Ben Olmstead’s “Malbolge” programming language either challenges or confirms the claims Kittler makes in “There Is No Software,” but I can’t decide which. I’ll lean toward “challenge” since that would probably result in a more interesting discussion. Kittler’s main claim that the internal workings of the computer are obscure and that the Church-Turing thesis means that even reality should be regarded as a digital computer restates the reality and appearance dualism in digital terms. Human beings are just the epiphenomena of an underlying computational reality.
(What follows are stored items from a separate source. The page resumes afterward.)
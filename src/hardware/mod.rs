// src/hardware/mod.rs - Sensor and relay interfaces
pub mod serial;
pub mod sim;

use async_trait::async_trait;
use std::time::Duration;
use thiserror::Error;

/// Why a sensor read produced no value.
///
/// All variants are treated the same by the sampler: the cycle is skipped and
/// the previous reading is kept.
#[derive(Debug, Clone, PartialEq, Error)]
pub enum SensorError {
    #[error("Sensor read timed out after {0:?}")]
    Timeout(Duration),
    #[error("Sensor I/O error: {0}")]
    Io(String),
    #[error("Unexpected sensor response: {0}")]
    Protocol(String),
    #[error("Sensor returned a non-finite reading")]
    NonFinite,
    #[error("Sensor read was abandoned before completing")]
    Abandoned,
}

impl From<std::io::Error> for SensorError {
    fn from(e: std::io::Error) -> Self {
        SensorError::Io(e.to_string())
    }
}

#[derive(Debug, Error)]
pub enum HardwareError {
    #[error("Switch command '{command}' failed: {reason}")]
    Switch { command: &'static str, reason: String },
    #[error("Serial error: {0}")]
    Serial(#[from] std::io::Error),
}

/// Source of temperature readings, in the thermostat's configured units.
///
/// Callers issue at most one outstanding read at a time.
#[async_trait]
pub trait TemperatureSensor: Send + Sync {
    async fn read_temperature(&self) -> Result<f64, SensorError>;
}

/// Binary relay driving the heater or chiller.
///
/// `set_on`/`set_off` must be safe to call when the relay is already in that
/// state.
pub trait PowerSwitch: Send {
    fn is_on(&self) -> bool;
    fn set_on(&mut self) -> Result<(), HardwareError>;
    fn set_off(&mut self) -> Result<(), HardwareError>;
}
Only having access to the appearance, rather than the reality, the human user cannot claim authorship or control over the activity of the computer (hence we have no control over our writing). While the confusing languages Mateas and Montfort discuss seem to confirm Kittler’s obscurity, one has to remember that a human programmer still wrote the programs and that the authors are able to explain them to the reader. Indeed, they are only obscure because the programmers excavated unused or elliptical ways of writing otherwise common statements. How the source code appears to the programmer makes little difference to the machine code the microprocessor will receive. The obfuscation of the source code and the obscurity of the machine code simply make it difficult—but not impossible—for the human programmer to predict the hardware’s output. Comparing the source code with the output is usually the only way of debugging the program, or making sure it “runs properly” on the computer hardware. The obfuscated code, then, emphasizes that programming languages have conventions and idioms for making the source code comprehensible to all programmers versed in that language, just as a natural language’s idiom makes it comprehensible to other speakers of that language.
Malbolge, however, shows that programming languages not only have conventions to make them comprehensible to the programmer but to the computer. As Mateas and Montfort state, Olmstead’s language is minimalist (making the commands hard to remember and difficult to distinguish from variables or data), uses a trinary machine model, does not execute commands in order, and constantly mutates in memory. The minimalism’s conflation of command and data makes the source code more like the undifferentiated sequence of digits flowing into the microprocessor’s control unit. In this respect, the obscurity of the machine code bubbles to the “surface” of the source code. However, the trinary machine model (when most digital computers use a binary model), the nonlinear execution of instructions, and the code’s constant operation on itself as data in memory mean the Malbolge program will often not run at all. By turning those traits that make the code obscure to the user (no distinction between command and data, etc.) back on the computer, the program and consequentially the hardware become nonoperational.
If the only successful Malbolge program requires the cooperation of a human programmer and weak artificial intelligence, how can the computer’s functions be “real” in contrast to the “appearance” presented to the human programmer and user? Rather than showing that we humans have no control over our writing (and by extension our thoughts and ideas), the difficulty of the Malbolge programming means that humans have to acknowledge that the translation of inputs and outputs between the user interface and the machine code introduce new (non-human) readers and writers into the creative process. Readers and writers that use different conventions for communicating over different media. This conclusion could be read as supporting Kittler’s position that no so-called human subject exists and that therefore only the logic of technology matters. I would instead read it as Kittler putting too much emphasis on technology and computation. Where then do we put the emphasis? Do any of the new media code art pieces we’ve looked at this week help answer that question? Whatever our answers to those questions, I think that we would have to look at the dynamic exchange between human and digital computer.